They leaped into a native taxi, urging the driver to speed and more
speed. The taxi creaked and groaned, but it got them there.

In the post office the three read the copy of the document carefully.

“It’s not so good, is it, Uncle Charlie?” Biff asked.

“No, it isn’t.”

“I don’t quite understand it, Mr. Keene,” Derek said.

“Well, Derek, cutting through the legal phraseology, it comes down to
this: Dietz went to Fort-de-France while we were searching for your
father. He has challenged your right to the claim, on the grounds that
you’re a minor. How old are you, Derek?”

“I’ll be eighteen my next birthday.”

“Well, what Dietz has obtained—in legal terms—is a temporary injunction.
It goes into effect five days from now. At that time, the claim and the
working permit will be suspended until the courts decide whether Derek
is the rightful heir to the claim. I’m sorry, Derek,” Charlie Keene said
soberly, “but Dietz has obtained this injunction on the grounds that
your father is deceased.”

After a few moments silence, Biff spoke up. “We still have five days,
then, to find the fishery. If we did, how would that affect the
injunction?”

“Well, going back to the unwritten law of ‘finders keepers,’ Derek would
have an excellent chance of retaining the rights, despite any court
battle Dietz might put up.”

“What do you say, Derek?” Biff asked. “Shall we go pearl diving again? I
know you want to continue the search for your father, but—”

“I’m with you, Biff. It’s only five days.”

“And then, whether we find the fishery or not, we’ll all continue
looking for your father until the case comes up in court.”
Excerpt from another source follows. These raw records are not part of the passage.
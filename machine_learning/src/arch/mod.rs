pub mod activations;
pub mod layers;
pub mod loss;
mod model;
mod sequential;

pub use model::Model;
pub use sequential::Sequential;
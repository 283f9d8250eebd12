use std::num::NonZeroUsize;

use log::debug;
use rand::Rng;

use super::{EpochStats, FitHistory};
use crate::{
    MlErr, Result,
    arch::{Model, loss::LossFn},
    dataset::Dataset,
    metrics,
    optimization::Optimizer,
};

/// A model `ModelTrainer`. Contains the relevant components needed for training a model,
/// including the model itself.
pub struct ModelTrainer<M, O, L, R>
where
    M: Model,
    O: Optimizer,
    L: LossFn,
    R: Rng,
{
    model: M,
    optimizer: O,
    loss_fn: L,

    epochs: NonZeroUsize,
    batch_size: NonZeroUsize,
    shuffle: bool,
    rng: R,
}

impl<M, O, L, R> ModelTrainer<M, O, L, R>
where
    M: Model,
    O: Optimizer,
    L: LossFn,
    R: Rng,
{
    /// Returns a new `ModelTrainer`.
    ///
    /// # Arguments
    /// * `model` - The model that will be trained.
    /// * `optimizer` - The optimizer that dictates how to update the parameters after each batch.
    /// * `loss_fn` - The loss function used to measure the difference between a model's output and the expected one.
    /// * `epochs` - The amount of passes over the training data per `fit` call.
    /// * `batch_size` - The amount of rows per gradient step.
    /// * `shuffle` - Whether the training rows are shuffled before each epoch.
    /// * `rng` - A random number generator.
    pub fn new(
        model: M,
        optimizer: O,
        loss_fn: L,
        epochs: NonZeroUsize,
        batch_size: NonZeroUsize,
        shuffle: bool,
        rng: R,
    ) -> Self {
        Self {
            model,
            optimizer,
            loss_fn,
            epochs,
            batch_size,
            shuffle,
            rng,
        }
    }

    pub fn model(&self) -> &M {
        &self.model
    }

    pub fn into_model(self) -> M {
        self.model
    }

    /// Trains the model for the configured amount of epochs, **`params` gets updated** after
    /// every batch. The validation data is only ever used to measure the model.
    ///
    /// # Arguments
    /// * `params` - The model's parameters.
    /// * `train` - The training data.
    /// * `validation` - The validation data, if any.
    /// * `should_stop` - Polled before every batch, stops the fit when it returns `true`.
    /// * `on_epoch` - Called with the metrics of every finished epoch.
    ///
    /// # Returns
    /// The history of the fit, or an error if the shapes don't line up, the fit was stopped or
    /// the parameters diverged.
    pub fn fit<S, E>(
        &mut self,
        params: &mut [f32],
        train: &mut Dataset,
        validation: Option<&Dataset>,
        should_stop: S,
        mut on_epoch: E,
    ) -> Result<FitHistory>
    where
        S: Fn() -> bool,
        E: FnMut(&EpochStats),
    {
        if train.is_empty() {
            return Err(MlErr::EmptyDataset);
        }

        let validation = validation.filter(|v| !v.is_empty());
        let mut grad = vec![0.; params.len()];
        let mut history = FitHistory::new();

        for epoch in 1..=self.epochs.get() {
            if self.shuffle {
                train.shuffle(&mut self.rng);
            }

            let mut loss = 0.;
            let mut hits = 0;
            let mut samples = 0;

            for (x, y) in train.batches(self.batch_size) {
                if should_stop() {
                    return Err(MlErr::Interrupted { epoch });
                }

                let step = self
                    .model
                    .backprop(params, &mut grad, &self.loss_fn, x, y)?;
                self.optimizer.update_params(&grad, params)?;

                loss += step.loss() * step.samples() as f32;
                hits += step.hits();
                samples += step.samples();
            }

            let (val_loss, val_accuracy) = match validation {
                Some(val) => {
                    let (l, a) = self.evaluate(params, val)?;
                    (Some(l), Some(a))
                }
                None => (None, None),
            };

            if !loss.is_finite() || params.iter().any(|p| !p.is_finite()) {
                return Err(MlErr::Diverged { epoch });
            }

            let stats = EpochStats {
                epoch,
                loss: loss / samples as f32,
                accuracy: hits as f32 / samples as f32,
                val_loss,
                val_accuracy,
            };

            debug!(
                "epoch {epoch}/{}: loss {:.4}, acc {:.4}, val_loss {val_loss:?}, val_acc {val_accuracy:?}",
                self.epochs, stats.loss, stats.accuracy
            );

            on_epoch(&stats);
            history.push(stats);
        }

        Ok(history)
    }

    /// Measures the model over a whole dataset without updating it.
    ///
    /// # Returns
    /// The mean loss and the accuracy.
    pub fn evaluate(&self, params: &[f32], data: &Dataset) -> Result<(f32, f32)> {
        if data.is_empty() {
            return Err(MlErr::EmptyDataset);
        }

        let y_pred = self.model.predict(params, data.x())?;
        let loss = self.loss_fn.loss(y_pred.view(), data.y());
        let hits = metrics::categorical_hits(y_pred.view(), data.y());

        Ok((loss, hits as f32 / data.len() as f32))
    }
}

#[cfg(test)]
mod tests {
    use std::cell::Cell;

    use ndarray::Array2;
    use rand::{SeedableRng, rngs::StdRng};

    use super::*;
    use crate::{
        arch::{Sequential, activations::ActFn, layers::Layer, loss::CategoricalCrossEntropy},
        dataset::one_hot,
        optimization::Adam,
    };

    fn trainer(epochs: usize) -> ModelTrainer<Sequential, Adam, CategoricalCrossEntropy, StdRng> {
        trainer_with_beta1(epochs, 0.9)
    }

    fn trainer_with_beta1(
        epochs: usize,
        beta1: f32,
    ) -> ModelTrainer<Sequential, Adam, CategoricalCrossEntropy, StdRng> {
        let model = Sequential::new([
            Layer::dense((2, 8), Some(ActFn::relu())),
            Layer::dense((8, 2), Some(ActFn::softmax())),
        ]);
        let optimizer = Adam::new(model.size(), 0.05, beta1, 0.999, 1e-7);

        ModelTrainer::new(
            model,
            optimizer,
            CategoricalCrossEntropy::new(),
            NonZeroUsize::new(epochs).unwrap(),
            NonZeroUsize::new(4).unwrap(),
            true,
            StdRng::seed_from_u64(21),
        )
    }

    // Class 1 iff the first coordinate is the larger one.
    fn separable() -> Dataset {
        let points = [
            [1., 0.],
            [0., 1.],
            [0.9, 0.2],
            [0.1, 0.8],
            [0.7, 0.1],
            [0.3, 0.9],
            [0.8, 0.4],
            [0.2, 0.6],
        ];
        let x = Array2::from_shape_fn((points.len(), 2), |(i, j)| points[i][j]);
        let labels: Vec<usize> = points.iter().map(|p| (p[0] > p[1]) as usize).collect();

        Dataset::new(x, one_hot(&labels, 2).unwrap()).unwrap()
    }

    #[test]
    fn learns_a_separable_problem() {
        let mut trainer = trainer(150);
        let mut params = trainer
            .model()
            .init_params(&mut StdRng::seed_from_u64(1))
            .unwrap();
        let mut train = separable();

        let history = trainer
            .fit(&mut params, &mut train, None, || false, |_| {})
            .unwrap();

        assert_eq!(history.len(), 150);
        assert!(history.final_loss().unwrap() < history.epochs()[0].loss);
        assert_eq!(history.final_accuracy(), Some(1.));
    }

    #[test]
    fn reports_validation_metrics_every_epoch() {
        let mut trainer = trainer(3);
        let mut params = trainer
            .model()
            .init_params(&mut StdRng::seed_from_u64(2))
            .unwrap();
        let (mut train, val) = separable().split_at(6).unwrap();

        let mut seen = Vec::new();
        trainer
            .fit(&mut params, &mut train, Some(&val), || false, |e| {
                seen.push(e.epoch)
            })
            .unwrap();

        assert_eq!(seen, [1, 2, 3]);
    }

    #[test]
    fn empty_validation_yields_no_metrics() {
        let mut trainer = trainer(1);
        let mut params = trainer
            .model()
            .init_params(&mut StdRng::seed_from_u64(3))
            .unwrap();
        let (mut train, val) = separable().split_at(8).unwrap();

        let history = trainer
            .fit(&mut params, &mut train, Some(&val), || false, |_| {})
            .unwrap();

        assert_eq!(history.epochs()[0].val_loss, None);
    }

    #[test]
    fn stops_when_asked() {
        let mut trainer = trainer(10);
        let mut params = trainer
            .model()
            .init_params(&mut StdRng::seed_from_u64(4))
            .unwrap();
        let mut train = separable();
        let polls = Cell::new(0);

        let res = trainer.fit(
            &mut params,
            &mut train,
            None,
            || {
                polls.set(polls.get() + 1);
                polls.get() > 3
            },
            |_| {},
        );

        assert!(matches!(res, Err(MlErr::Interrupted { epoch: 2 })));
    }

    #[test]
    fn empty_training_set_is_rejected() {
        let mut trainer = trainer(1);
        let mut params = vec![0.; trainer.model().size()];
        let (mut empty, _) = separable().split_at(0).unwrap();

        let res = trainer.fit(&mut params, &mut empty, None, || false, |_| {});
        assert!(matches!(res, Err(MlErr::EmptyDataset)));
    }

    #[test]
    fn non_finite_parameters_stop_the_fit() {
        // beta1 = 1 zeroes Adam's bias correction.
        let mut trainer = trainer_with_beta1(5, 1.);
        let mut params = trainer
            .model()
            .init_params(&mut StdRng::seed_from_u64(5))
            .unwrap();
        let mut train = separable();
        let mut epochs = 0;

        let res = trainer.fit(&mut params, &mut train, None, || false, |_| epochs += 1);

        assert!(matches!(res, Err(MlErr::Diverged { epoch: 1 })));
        assert_eq!(epochs, 0);
    }
}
“One moment there, young fellow,” Uncle Charlie cut in. “I’ll continue
with Derek. _You_ won’t be here.”

“Won’t be here!” Biff was amazed. “Where am I going to be?”

“On your way back to Indianapolis.”

“Oh. School. I forgot.” Biff’s face fell.
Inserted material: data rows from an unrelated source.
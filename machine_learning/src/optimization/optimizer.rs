use crate::Result;

/// Defines the strategy for updating model parameters based on calculated gradients.
pub trait Optimizer {
    /// Updates the provided slice of parameters using the gradient.
    ///
    /// # Arguments
    /// * `grad` - A reference to the model's gradient.
    /// * `params` - The parameters to update.
    ///
    /// # Returns
    /// An error if there's a mismatch in the sizes of `grad` and `params`.
    fn update_params(&mut self, grad: &[f32], params: &mut [f32]) -> Result<()>;
}
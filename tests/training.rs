use std::{num::NonZeroUsize, sync::Arc, time::Duration};

use recognizer::{
    Dataset, EventSink, InferenceEngine, ModelHandle, RecognizerErr, Sample, TrainingConfig,
    TrainingEvent, TrainingPipeline,
    config::{OptimizerConfig, SplitConfig},
    dataset::seed_dataset,
    pipeline,
};
use tokio::time;
use tokio_util::sync::CancellationToken;

fn config(epochs: usize) -> TrainingConfig {
    TrainingConfig {
        epochs: NonZeroUsize::new(epochs).unwrap(),
        seed: Some(42),
        ..TrainingConfig::default()
    }
}

/// One distinct drawing per digit: a horizontal bar on the digit's row plus a dot in its column.
fn one_per_digit() -> Dataset {
    (0..10)
        .map(|digit| {
            let mut grid = [0; 64];
            let row = digit % 8;
            for col in 0..8 {
                grid[row * 8 + col] = 1;
            }
            grid[(7 - row) * 8 + digit % 8] = 1;
            if digit >= 8 {
                grid[digit - 8] ^= 1;
                grid[63 - digit] = 1;
            }

            (digit.to_string(), vec![Sample::new(&grid).unwrap()])
        })
        .collect()
}

#[tokio::test]
async fn empty_dataset_is_rejected() {
    let model = ModelHandle::new();
    let pipeline = TrainingPipeline::new(config(30), model.clone()).unwrap();

    let res = pipeline.train(Dataset::new(), CancellationToken::new()).await;
    assert!(matches!(res, Err(RecognizerErr::EmptyDataset)));
    assert!(!model.is_ready());
    assert!(!pipeline.is_training());
}

#[tokio::test]
async fn labels_without_samples_count_as_empty() {
    let pipeline = TrainingPipeline::new(config(30), ModelHandle::new()).unwrap();
    let mut dataset = Dataset::new();
    dataset.insert("5".into(), vec![]);

    let res = pipeline.train(dataset, CancellationToken::new()).await;
    assert!(matches!(res, Err(RecognizerErr::EmptyDataset)));
}

#[tokio::test]
async fn one_sample_per_digit_trains_and_predicts() {
    let model = ModelHandle::new();
    let pipeline = TrainingPipeline::new(config(30), model.clone()).unwrap();
    let dataset = one_per_digit();

    let report = pipeline
        .train(dataset.clone(), CancellationToken::new())
        .await
        .unwrap();

    assert_eq!(report.num_train, 8);
    assert_eq!(report.num_val, 2);
    assert_eq!(report.history.len(), 30);
    assert!((0. ..=1.).contains(&report.accuracy));
    assert_eq!(report.history.final_accuracy(), Some(report.accuracy));
    assert!(report.history.epochs().iter().all(|e| e.val_loss.is_some()));
    assert!(model.is_ready());

    let engine = InferenceEngine::new(model.clone());
    for sample in dataset.values().flatten() {
        let digit = engine.predict(sample).unwrap().unwrap();
        assert!(digit <= 9);

        let probs = engine.probabilities(sample).unwrap().unwrap();
        let total: f32 = probs.iter().sum();
        assert!((total - 1.).abs() < 1e-4);
    }

    let classifier = model.current().unwrap();
    assert!(classifier.params().iter().all(|p| p.is_finite()));
}

#[tokio::test]
async fn a_single_sample_leaves_nothing_to_train_on() {
    let model = ModelHandle::new();
    let pipeline = TrainingPipeline::new(config(30), model.clone()).unwrap();
    let mut dataset = Dataset::new();
    dataset.insert("1".into(), vec![Sample::blank()]);

    let res = pipeline.train(dataset, CancellationToken::new()).await;
    assert!(matches!(
        res,
        Err(RecognizerErr::EmptyTrainingPartition { samples: 1 })
    ));
    assert!(!model.is_ready());
}

#[tokio::test]
async fn out_of_range_label_is_rejected_before_training() {
    let (events, mut rx) = EventSink::channel();
    let model = ModelHandle::new();
    let pipeline = TrainingPipeline::new(config(30), model.clone())
        .unwrap()
        .with_events(events);

    let mut dataset = seed_dataset().unwrap();
    dataset.insert("42".into(), vec![Sample::blank()]);

    let res = pipeline.train(dataset, CancellationToken::new()).await;
    assert!(matches!(
        res,
        Err(RecognizerErr::LabelOutOfRange { label }) if label == "42"
    ));
    assert!(!model.is_ready());

    assert!(matches!(rx.try_recv(), Ok(TrainingEvent::Rejected { .. })));
    assert!(rx.try_recv().is_err());
}

#[tokio::test]
async fn cancelled_training_does_not_publish() {
    let (events, mut rx) = EventSink::channel();
    let model = ModelHandle::new();
    let pipeline = TrainingPipeline::new(config(30), model.clone())
        .unwrap()
        .with_events(events);

    let cancel = CancellationToken::new();
    cancel.cancel();

    let res = pipeline.train(seed_dataset().unwrap(), cancel).await;
    assert!(matches!(res, Err(RecognizerErr::Cancelled)));
    assert!(!model.is_ready());

    assert!(matches!(rx.try_recv(), Ok(TrainingEvent::Started { .. })));
    assert_eq!(rx.try_recv().unwrap(), TrainingEvent::Cancelled);
}

#[tokio::test]
async fn concurrent_training_is_rejected() {
    let model = ModelHandle::new();
    let pipeline = TrainingPipeline::new(config(1_000_000), model.clone()).unwrap();
    let pipeline = Arc::new(pipeline);
    let cancel = CancellationToken::new();

    let running = {
        let pipeline = Arc::clone(&pipeline);
        let cancel = cancel.clone();
        tokio::spawn(async move {
            pipeline.train(seed_dataset().unwrap(), cancel).await
        })
    };

    while !pipeline.is_training() {
        time::sleep(Duration::from_millis(1)).await;
    }

    let res = pipeline
        .train(seed_dataset().unwrap(), CancellationToken::new())
        .await;
    assert!(matches!(res, Err(RecognizerErr::TrainingInProgress)));

    cancel.cancel();
    let res = running.await.unwrap();
    assert!(matches!(res, Err(RecognizerErr::Cancelled)));
    assert!(!model.is_ready());
    assert!(!pipeline.is_training());
}

#[tokio::test]
async fn progress_is_reported_in_order() {
    let (events, mut rx) = EventSink::channel();
    let pipeline = TrainingPipeline::new(config(3), ModelHandle::new())
        .unwrap()
        .with_events(events);

    let report = pipeline
        .train(seed_dataset().unwrap(), CancellationToken::new())
        .await
        .unwrap();

    assert_eq!(
        rx.try_recv().unwrap(),
        TrainingEvent::Started {
            samples: 20,
            train: 17,
            validation: 3,
        }
    );
    for expected in 1..=3 {
        match rx.try_recv().unwrap() {
            TrainingEvent::Epoch { epoch, epochs, .. } => {
                assert_eq!(epoch, expected);
                assert_eq!(epochs, 3);
            }
            other => panic!("expected an epoch, got {other:?}"),
        }
    }
    assert_eq!(
        rx.try_recv().unwrap(),
        TrainingEvent::Finished {
            accuracy: report.accuracy
        }
    );
}

#[tokio::test]
async fn retraining_replaces_the_classifier() {
    let model = ModelHandle::new();
    let pipeline = TrainingPipeline::new(config(2), model.clone()).unwrap();

    pipeline
        .train(seed_dataset().unwrap(), CancellationToken::new())
        .await
        .unwrap();
    let first = model.current().unwrap();

    pipeline
        .train(seed_dataset().unwrap(), CancellationToken::new())
        .await
        .unwrap();
    let second = model.current().unwrap();

    assert!(!Arc::ptr_eq(&first, &second));
}

#[test]
fn predict_before_training_gives_nothing() {
    let engine = InferenceEngine::new(ModelHandle::new());
    assert_eq!(engine.predict(&Sample::blank()).unwrap(), None);
}

#[test]
fn unstable_optimizer_is_rejected_up_front() {
    let unstable = TrainingConfig {
        optimizer: OptimizerConfig::Adam {
            learning_rate: 0.001,
            beta1: 1.0,
            beta2: 0.999,
            epsilon: 1e-7,
        },
        ..config(30)
    };

    let res = TrainingPipeline::new(unstable, ModelHandle::new());
    assert!(matches!(res, Err(RecognizerErr::InvalidConfig(_))));

    let no_training = TrainingConfig {
        split_ratio: 0.,
        ..config(30)
    };
    let res = TrainingPipeline::new(no_training, ModelHandle::new());
    assert!(matches!(res, Err(RecognizerErr::InvalidConfig(_))));
}

async fn train_split(config: TrainingConfig) -> Vec<usize> {
    let pipeline = TrainingPipeline::new(config, ModelHandle::new()).unwrap();
    let report = pipeline
        .train(seed_dataset().unwrap(), CancellationToken::new())
        .await
        .unwrap();

    assert_eq!(report.validation.len(), report.num_val);
    report.validation
}

#[tokio::test]
async fn ordered_split_validates_on_the_last_samples() {
    let validation = train_split(config(1)).await;
    assert_eq!(validation, [17, 18, 19]);

    let (_, labels) = pipeline::flatten(&seed_dataset().unwrap()).unwrap();
    let held_out: Vec<_> = validation.iter().map(|&i| labels[i]).collect();
    assert_eq!(held_out, [8, 9, 9]);
}

#[tokio::test]
async fn shuffled_split_follows_the_seed() {
    let shuffled = |seed| TrainingConfig {
        split: SplitConfig::Shuffled,
        seed: Some(seed),
        ..config(1)
    };

    let first = train_split(shuffled(7)).await;
    assert_eq!(first.len(), 3);
    assert!(first.iter().all(|&i| i < 20));
    let mut unique = first.clone();
    unique.sort_unstable();
    unique.dedup();
    assert_eq!(unique.len(), 3);

    assert_eq!(train_split(shuffled(7)).await, first);

    let mut partitions = Vec::new();
    for seed in 0..5 {
        partitions.push(train_split(shuffled(seed)).await);
    }
    assert!(partitions.iter().any(|p| *p != [17, 18, 19]));
}

#[tokio::test]
async fn unshuffled_batches_are_deterministic() {
    let unshuffled = TrainingConfig {
        shuffle_batches: false,
        ..config(3)
    };

    let run = |config: TrainingConfig| async move {
        let model = ModelHandle::new();
        let pipeline = TrainingPipeline::new(config, model.clone()).unwrap();
        let report = pipeline
            .train(seed_dataset().unwrap(), CancellationToken::new())
            .await
            .unwrap();
        (report.history, model.current().unwrap())
    };

    let (first, a) = run(unshuffled.clone()).await;
    let (second, b) = run(unshuffled).await;
    assert_eq!(first, second);
    assert_eq!(a.params(), b.params());
}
“But we’ve got five days still. Let’s make the most of them,” said his
uncle.

It took them two hours to restock their supplies, get air for the diving
tanks, and return to the dock. At the end of the dock, lounging against
a mooring post, was Dietz. He had an evil expression of triumph on his
face.

“Don’t you ever give up?” he said.

Specks hovered behind him.

None of the three answered their enemy. They got into the boat and
prepared to cast off.

“Hey? Come back here! Where do you think you’re going?”

Dietz’s startled question was directed at Crunch. Crunch had jumped into
the boat with the others.

“Crunch go with friends. No work for bad man any more.”
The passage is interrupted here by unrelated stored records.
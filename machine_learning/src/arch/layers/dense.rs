use ndarray::prelude::*;
use rand::Rng;

use crate::{
    MlErr, Result,
    arch::activations::ActFn,
    initialization::{ConstParamGen, ParamGen, RandParamGen},
};

/// A fully connected layer, `a = act_fn(x · w + b)`.
///
/// The layer doesn't own its parameters, it views a slice of the model's flat parameter
/// buffer laid out as the `(in, out)` weight matrix in row-major order followed by the
/// `out` biases.
#[derive(Clone, Debug)]
pub struct Dense {
    dim: (usize, usize),
    act_fn: Option<ActFn>,
    size: usize,

    // Forward metadata
    x: Array2<f32>,
    z: Array2<f32>,
    a: Array2<f32>,

    // Backward metadata
    d: Array2<f32>,
}

impl Dense {
    /// Creates a new `Dense` layer.
    ///
    /// # Arguments
    /// * `dim` - The input and output widths of the layer.
    /// * `act_fn` - The activation applied to the output, if any.
    pub fn new(dim: (usize, usize), act_fn: Option<ActFn>) -> Self {
        let zeros = Array2::zeros((0, 0));

        Self {
            dim,
            size: (dim.0 + 1) * dim.1,
            act_fn,
            x: zeros.clone(),
            z: zeros.clone(),
            a: zeros.clone(),
            d: zeros,
        }
    }

    /// Returns the size of this layer.
    ///
    /// # Returns
    /// The amount of parameters this layer has.
    pub fn size(&self) -> usize {
        self.size
    }

    pub fn dim(&self) -> (usize, usize) {
        self.dim
    }

    pub fn act_fn(&self) -> Option<ActFn> {
        self.act_fn
    }

    /// Generates the initial parameters for this layer: Xavier uniform weights and zero biases.
    ///
    /// # Arguments
    /// * `rng` - A random number generator.
    ///
    /// # Returns
    /// A vector of `size()` parameters or an error if the distribution couldn't be built.
    pub fn init_params<R: Rng>(&self, rng: &mut R) -> Result<Vec<f32>> {
        let (fan_in, fan_out) = self.dim;
        let w_size = fan_in * fan_out;

        let mut weights = RandParamGen::xavier_uniform(rng, w_size, fan_in, fan_out)?;
        let mut biases = ConstParamGen::zeros(fan_out);

        let mut params = Vec::with_capacity(self.size);
        weights.fill(&mut params, w_size)?;
        biases.fill(&mut params, fan_out)?;
        Ok(params)
    }

    /// Makes a forward pass through the layer, caching what the backward pass needs.
    ///
    /// # Arguments
    /// * `params` - This layer's slice of parameters.
    /// * `x` - The input batch, one sample per row.
    ///
    /// # Returns
    /// A view of the layer's output or an error if the shapes don't match.
    pub fn forward(&mut self, params: &[f32], x: ArrayView2<f32>) -> Result<ArrayView2<'_, f32>> {
        self.z = self.affine(params, x)?;
        self.x = x.to_owned();

        let Some(ref act_fn) = self.act_fn else {
            return Ok(self.z.view());
        };

        self.a = Array2::zeros(self.z.raw_dim());
        act_fn.f(&self.z, &mut self.a);
        Ok(self.a.view())
    }

    /// Makes a forward pass without touching the cached metadata.
    ///
    /// # Arguments
    /// * `params` - This layer's slice of parameters.
    /// * `x` - The input batch, one sample per row.
    ///
    /// # Returns
    /// The layer's output or an error if the shapes don't match.
    pub fn predict(&self, params: &[f32], x: ArrayView2<f32>) -> Result<Array2<f32>> {
        let z = self.affine(params, x)?;

        let Some(ref act_fn) = self.act_fn else {
            return Ok(z);
        };

        let mut a = Array2::zeros(z.raw_dim());
        act_fn.f(&z, &mut a);
        Ok(a)
    }

    /// Back propagates `d` through the layer, writing this layer's gradient into `grad`.
    ///
    /// # Arguments
    /// * `params` - This layer's slice of parameters.
    /// * `grad` - This layer's slice of the gradient, overwritten.
    /// * `d` - The derivative of the loss with respect to this layer's output.
    ///
    /// # Returns
    /// The derivative of the loss with respect to this layer's input.
    pub fn backward(
        &mut self,
        params: &[f32],
        grad: &mut [f32],
        mut d: ArrayViewMut2<f32>,
    ) -> Result<ArrayViewMut2<'_, f32>> {
        if d.dim() != self.z.dim() {
            return Err(MlErr::SizeMismatch {
                what: "dense backward delta rows",
                got: d.nrows(),
                expected: self.z.nrows(),
            });
        }

        if let Some(act_fn) = &self.act_fn {
            act_fn.df(&self.z, &self.a, &mut d);
        }

        let (mut dw, mut db) = self.view_grad(grad)?;
        dw.assign(&self.x.t().dot(&d));
        db.assign(&d.sum_axis(Axis(0)));

        let (w, _) = self.view_params(params)?;
        self.d = d.dot(&w.t());

        Ok(self.d.view_mut())
    }

    fn affine(&self, params: &[f32], x: ArrayView2<f32>) -> Result<Array2<f32>> {
        if x.ncols() != self.dim.0 {
            return Err(MlErr::SizeMismatch {
                what: "dense input width",
                got: x.ncols(),
                expected: self.dim.0,
            });
        }

        let (w, b) = self.view_params(params)?;
        Ok(x.dot(&w) + &b)
    }

    /// Gives a view of the raw gradient slice as the delta weights and delta biases of this layer.
    ///
    /// # Arguments
    /// * `grad` - A gradient slice.
    ///
    /// # Returns
    /// A tuple containing the delta weights and delta biases.
    fn view_grad<'a>(
        &self,
        grad: &'a mut [f32],
    ) -> Result<(ArrayViewMut2<'a, f32>, ArrayViewMut1<'a, f32>)> {
        self.check_len("dense gradient", grad.len())?;

        let w_size = self.size - self.dim.1;
        let (dw_raw, db_raw) = grad.split_at_mut(w_size);
        let dw = ArrayViewMut2::from_shape(self.dim, dw_raw)?;
        let db = ArrayViewMut1::from_shape(self.dim.1, db_raw)?;
        Ok((dw, db))
    }

    /// Gives a view of the raw parameter slice as the weights and biases of this layer.
    ///
    /// # Arguments
    /// * `params` - A slice of parameters.
    ///
    /// # Returns
    /// A tuple containing the weights and biases.
    fn view_params<'a>(
        &self,
        params: &'a [f32],
    ) -> Result<(ArrayView2<'a, f32>, ArrayView1<'a, f32>)> {
        self.check_len("dense parameters", params.len())?;

        let w_size = self.size - self.dim.1;
        let weights = ArrayView2::from_shape(self.dim, &params[..w_size])?;
        let biases = ArrayView1::from_shape(self.dim.1, &params[w_size..])?;
        Ok((weights, biases))
    }

    fn check_len(&self, what: &'static str, got: usize) -> Result<()> {
        if got != self.size {
            return Err(MlErr::SizeMismatch {
                what,
                got,
                expected: self.size,
            });
        }

        Ok(())
    }
}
“You’ll still be working for me!” Dietz shouted back in anger. “If you
find the fishery, you’ll be finding it for me, because I’ll win it in
court!”



                              CHAPTER XXIV
                          Attack from the Deep


For the next three days, activity went on at a feverish pace. Camp was
hastily set up again on the same island, and even when it was late in
the day, Biff, Derek, and Uncle Charlie would try another spot hoping to
locate the fishery.

They dived from sunup to sundown. The only rest period for Biff and
Derek came when Uncle Charlie dashed into Trinité to replenish the air
tanks.

The piles of shucked oyster shells grew higher and higher. No pearls
were found. The boys worked desperately against time, but as the first
day passed, then the second, then the third, they worked with heavy
hearts. The time limit was drawing near.

Dietz made no further attacks. He was content now to fight his battle in
the courts. But the pearl fishers knew he was still in the area. They
saw his boat from time to time. He was keeping his distance, but he was
still watching.

However, even by using binoculars, Dietz would be unable to determine
whether the boys located the pearl fishery. He could only learn this by
finding out the results of the daily diving. He would have to know what
the opened oysters yielded. For this reason, a nightly guard was kept.
Although Dietz was going to use the courts, the search party didn’t want
him to know if and when they did locate the fishery. Crunch insisted on
taking the night guard duty. He also worked during the day. Biff often
wondered when the big Indian slept.

Although the danger from Dietz had lessened, Charlie Keene kept
reminding the boys of the danger that always awaited them when they were
diving.

It struck suddenly and viciously on the fourth morning of their diving.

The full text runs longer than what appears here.